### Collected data
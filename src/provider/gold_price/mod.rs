//! Gold price provider backed by goldprice.org dbXRates.
//!
//! Serves spot metal instruments (XAU-USD, XAU-CNY). The endpoint has no
//! historical mode; gold history goes through the chart provider via the
//! GC=F future instead.

mod models;

use chrono::Utc;
use rust_decimal::Decimal;
use serde_json::Value;
use tracing::debug;

use crate::errors::QuoteError;
use crate::models::{Instrument, Provenance, QuoteParams, Quote};
use crate::provider::traits::decimal_field;
use crate::provider::QuoteProvider;

use models::GoldPriceResponse;

/// Provider ID constant
pub const PROVIDER_ID: &str = "GOLD_PRICE";

const BASE_URL: &str = "https://data-asg.goldprice.org/dbXRates";

/// goldprice.org spot rate provider.
pub struct GoldPriceProvider;

impl QuoteProvider for GoldPriceProvider {
    fn id(&self) -> &'static str {
        PROVIDER_ID
    }

    fn supports(&self, instrument: &Instrument) -> bool {
        instrument.is_metal()
    }

    fn quote_url(&self, instrument: &Instrument, _params: &QuoteParams) -> String {
        // One endpoint per currency; the instrument's native currency picks it.
        format!("{}/{}", BASE_URL, instrument.currency)
    }

    fn normalize(&self, raw: &Value, instrument: &Instrument) -> Result<Quote, QuoteError> {
        let payload: GoldPriceResponse =
            serde_json::from_value(raw.clone()).map_err(|e| QuoteError::MalformedPayload {
                detail: format!("gold payload: {}", e),
            })?;

        let item = payload
            .items
            .first()
            .ok_or_else(|| QuoteError::MalformedPayload {
                detail: "gold payload has no items".to_string(),
            })?;

        let price = decimal_field(item.xau_price, "xauPrice")?;
        if price <= Decimal::ZERO {
            return Err(QuoteError::MalformedPayload {
                detail: format!("non-positive gold price: {}", item.xau_price),
            });
        }

        let change = decimal_field(item.chg_xau, "chgXau")?;
        let previous_close = match item.xau_close {
            Some(close) if close > 0.0 => decimal_field(close, "xauClose")?,
            _ => price - change,
        };

        if let Some(curr) = &item.curr {
            if curr != instrument.currency {
                debug!(
                    expected = instrument.currency,
                    reported = %curr,
                    "gold payload currency differs from instrument"
                );
            }
        }

        // The endpoint carries no intraday range; estimate it from the
        // day's move so the UI sparkline has something to scale against.
        let half_move = change.abs() * Decimal::new(5, 1);

        Ok(Quote::from_observation(
            instrument.symbol,
            price,
            previous_close,
            instrument.currency,
            Utc::now(),
            Provenance::Live,
        )
        .with_range(price + half_move, price - half_move))
    }
}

### Task goal
How many lines in the records hold the string "items"? Reply with the number alone.

### Answer to this task
2